> Work required
Copy exactly the lines of the records below, and only those lines, beginning with the line that contains "use std::sync::Arc;" and ending with the line that contains "tracing_subscriber::fmt()".

Stored data:

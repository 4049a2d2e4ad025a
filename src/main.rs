use axum::{Router, routing::get};
use esgrow::api::{handlers::api_routes, openapi::ApiDoc};
use esgrow::config::CONFIG;
use esgrow::{EsgrowService, InMemoryLogging, InMemoryStorage};
use http::header;
use std::net::SocketAddr;
use std::sync::Arc;
use std::time::Duration;
use tower_http::{
    compression::CompressionLayer,
    cors::{Any, CorsLayer},
    timeout::TimeoutLayer,
    trace::TraceLayer,
};
use tracing::info;
use utoipa::OpenApi;
use utoipa_swagger_ui::SwaggerUi;

#[tokio::main]
async fn main() -> Result<(), Box<dyn std::error::Error>> {
    // Initialize tracing; the env filter also captures `log` records from the core.
    tracing_subscriber::fmt()
        .with_env_filter(CONFIG.log_level.as_str())
        .init();

    let storage = InMemoryStorage::new();
    let logging = InMemoryLogging::new();
    let service = Arc::new(EsgrowService::new(storage, logging, CONFIG.jwt_secret.clone()));

    let app = Router::new()
        .route("/", get(|| async { "OK" }))
        .nest("/api/v1", api_routes(service))
        .merge(SwaggerUi::new("/swagger-ui").url("/api-docs/openapi.json", ApiDoc::openapi()))
        .layer(CompressionLayer::new())
        .layer(TimeoutLayer::new(Duration::from_secs(30)))
        .layer(
            CorsLayer::new()
                .allow_origin(Any)
                .allow_methods([http::Method::GET, http::Method::POST])
                .allow_headers([header::CONTENT_TYPE, header::AUTHORIZATION]),
        )
        .layer(TraceLayer::new_for_http());

    let addr = SocketAddr::from(([127, 0, 0, 1], CONFIG.port));
    info!("Server running at http://{}", addr);
    let listener = tokio::net::TcpListener::bind(addr).await?;
    axum::serve(listener, app).await?;

    Ok(())
}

> Reply to the exercise
use std::sync::Arc;
use std::time::Duration;
use tower_http::{
    compression::CompressionLayer,
    cors::{Any, CorsLayer},
    timeout::TimeoutLayer,
    trace::TraceLayer,
};
use tracing::info;
use utoipa::OpenApi;
use utoipa_swagger_ui::SwaggerUi;

#[tokio::main]
async fn main() -> Result<(), Box<dyn std::error::Error>> {
    // Initialize tracing; the env filter also captures `log` records from the core.
    tracing_subscriber::fmt()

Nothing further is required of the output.